//! Cart repository.
//!
//! Line items are addressed by the composite key `(cart_id, product_id)`.
//! Every mutation here is a single atomic conditional write (or a
//! transaction holding a row lock on that key) - never a separate
//! existence check followed by a write, which would lose updates under
//! concurrent calls on the same key.

use grandeur_core::{CartId, ProductId, UserId};
use rust_decimal::Decimal;
use sqlx::PgPool;

use super::RepositoryError;
use crate::models::{Cart, CartLine, Product};

/// Fields a line-item update may change. `None` leaves the stored value
/// untouched.
#[derive(Debug, Clone, Default)]
pub struct UpdateItemChanges {
    pub quantity: Option<i32>,
    pub selected_size: Option<String>,
    pub selected_color: Option<String>,
}

impl UpdateItemChanges {
    /// True when the update would change nothing.
    #[must_use]
    pub const fn is_empty(&self) -> bool {
        self.quantity.is_none() && self.selected_size.is_none() && self.selected_color.is_none()
    }
}

/// Result of removing one unit from a line item.
#[derive(Debug, Clone, Copy, PartialEq, Eq)]
pub enum RemoveOutcome {
    /// Quantity was above one; it was decremented to the contained value.
    Decremented(i32),
    /// Quantity was one; the line item was deleted.
    Deleted,
}

/// Joined row: one cart line with its product columns.
#[derive(sqlx::FromRow)]
struct CartLineRow {
    product_id: ProductId,
    quantity: i32,
    selected_size: Option<String>,
    selected_color: Option<String>,
    name: String,
    price: Decimal,
    image: Option<String>,
}

impl From<CartLineRow> for CartLine {
    fn from(row: CartLineRow) -> Self {
        Self {
            product: Product {
                id: row.product_id,
                name: row.name,
                price: row.price,
                image: row.image,
            },
            quantity: row.quantity,
            selected_size: row.selected_size,
            selected_color: row.selected_color,
        }
    }
}

/// Repository for cart and line-item operations.
pub struct CartRepository<'a> {
    pool: &'a PgPool,
}

impl<'a> CartRepository<'a> {
    /// Create a new cart repository.
    #[must_use]
    pub const fn new(pool: &'a PgPool) -> Self {
        Self { pool }
    }

    /// Get the user's cart, creating it if absent.
    ///
    /// The upsert rides on the UNIQUE constraint on `user_id`, so two
    /// concurrent first-adds converge on the same row.
    ///
    /// # Errors
    ///
    /// Returns `RepositoryError::Database` if the query fails.
    pub async fn get_or_create(&self, user_id: UserId) -> Result<Cart, RepositoryError> {
        let cart = sqlx::query_as::<_, Cart>(
            r"
            INSERT INTO store.cart (user_id)
            VALUES ($1)
            ON CONFLICT (user_id) DO UPDATE SET user_id = EXCLUDED.user_id
            RETURNING id, user_id
            ",
        )
        .bind(user_id)
        .fetch_one(self.pool)
        .await?;

        Ok(cart)
    }

    /// Find the user's cart without creating one.
    ///
    /// # Errors
    ///
    /// Returns `RepositoryError::Database` if the query fails.
    pub async fn find_by_user(&self, user_id: UserId) -> Result<Option<Cart>, RepositoryError> {
        let cart = sqlx::query_as::<_, Cart>(
            r"
            SELECT id, user_id
            FROM store.cart
            WHERE user_id = $1
            ",
        )
        .bind(user_id)
        .fetch_optional(self.pool)
        .await?;

        Ok(cart)
    }

    /// Insert a new line item.
    ///
    /// The composite primary key makes this insert-or-fail: if the product
    /// is already in the cart the insert conflicts and surfaces as
    /// `Conflict`, leaving the existing row untouched.
    ///
    /// # Errors
    ///
    /// Returns `RepositoryError::Conflict` if the line item already exists.
    /// Returns `RepositoryError::Database` for other database errors.
    pub async fn insert_item(
        &self,
        cart_id: CartId,
        product_id: ProductId,
        quantity: i32,
        selected_size: Option<&str>,
        selected_color: Option<&str>,
    ) -> Result<(), RepositoryError> {
        sqlx::query(
            r"
            INSERT INTO store.cart_item (cart_id, product_id, quantity, selected_size, selected_color)
            VALUES ($1, $2, $3, $4, $5)
            ",
        )
        .bind(cart_id)
        .bind(product_id)
        .bind(quantity)
        .bind(selected_size)
        .bind(selected_color)
        .execute(self.pool)
        .await
        .map_err(|e| super::conflict_on_unique(e, "item already in cart"))?;

        Ok(())
    }

    /// Apply a partial update to a line item in one statement.
    ///
    /// Unsupplied fields keep their stored value via COALESCE.
    ///
    /// # Errors
    ///
    /// Returns `RepositoryError::NotFound` if the line item doesn't exist.
    /// Returns `RepositoryError::Database` for other database errors.
    pub async fn update_item(
        &self,
        cart_id: CartId,
        product_id: ProductId,
        changes: &UpdateItemChanges,
    ) -> Result<(), RepositoryError> {
        let result = sqlx::query(
            r"
            UPDATE store.cart_item
            SET quantity = COALESCE($3, quantity),
                selected_size = COALESCE($4, selected_size),
                selected_color = COALESCE($5, selected_color),
                updated_at = now()
            WHERE cart_id = $1 AND product_id = $2
            ",
        )
        .bind(cart_id)
        .bind(product_id)
        .bind(changes.quantity)
        .bind(changes.selected_size.as_deref())
        .bind(changes.selected_color.as_deref())
        .execute(self.pool)
        .await?;

        if result.rows_affected() == 0 {
            return Err(RepositoryError::NotFound);
        }

        Ok(())
    }

    /// Remove exactly one unit from a line item: decrement when the
    /// quantity is above one, delete the row when it is one.
    ///
    /// Runs in a transaction with a `FOR UPDATE` lock on the row, so two
    /// concurrent removals of the same key serialize instead of both
    /// reading the same quantity.
    ///
    /// # Errors
    ///
    /// Returns `RepositoryError::NotFound` if the line item doesn't exist.
    /// Returns `RepositoryError::Database` for other database errors.
    pub async fn remove_one(
        &self,
        cart_id: CartId,
        product_id: ProductId,
    ) -> Result<RemoveOutcome, RepositoryError> {
        let mut tx = self.pool.begin().await?;

        let quantity: Option<i32> = sqlx::query_scalar(
            r"
            SELECT quantity
            FROM store.cart_item
            WHERE cart_id = $1 AND product_id = $2
            FOR UPDATE
            ",
        )
        .bind(cart_id)
        .bind(product_id)
        .fetch_optional(&mut *tx)
        .await?;

        let Some(quantity) = quantity else {
            return Err(RepositoryError::NotFound);
        };

        let outcome = if quantity > 1 {
            sqlx::query(
                r"
                UPDATE store.cart_item
                SET quantity = quantity - 1, updated_at = now()
                WHERE cart_id = $1 AND product_id = $2
                ",
            )
            .bind(cart_id)
            .bind(product_id)
            .execute(&mut *tx)
            .await?;

            RemoveOutcome::Decremented(quantity - 1)
        } else {
            sqlx::query(
                r"
                DELETE FROM store.cart_item
                WHERE cart_id = $1 AND product_id = $2
                ",
            )
            .bind(cart_id)
            .bind(product_id)
            .execute(&mut *tx)
            .await?;

            RemoveOutcome::Deleted
        };

        tx.commit().await?;

        Ok(outcome)
    }

    /// All line items in a cart with their products resolved.
    ///
    /// # Errors
    ///
    /// Returns `RepositoryError::Database` if the query fails.
    pub async fn items_with_products(
        &self,
        cart_id: CartId,
    ) -> Result<Vec<CartLine>, RepositoryError> {
        let rows = sqlx::query_as::<_, CartLineRow>(
            r"
            SELECT ci.product_id, ci.quantity, ci.selected_size, ci.selected_color,
                   p.name, p.price, p.image
            FROM store.cart_item ci
            JOIN store.product p ON p.id = ci.product_id
            WHERE ci.cart_id = $1
            ORDER BY ci.created_at ASC
            ",
        )
        .bind(cart_id)
        .fetch_all(self.pool)
        .await?;

        Ok(rows.into_iter().map(CartLine::from).collect())
    }
}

Your objective - When "write" shows up in a line of the material, report that line.

Result for this exercise -
//! Every mutation here is a single atomic conditional write (or a
//! existence check followed by a write, which would lose updates under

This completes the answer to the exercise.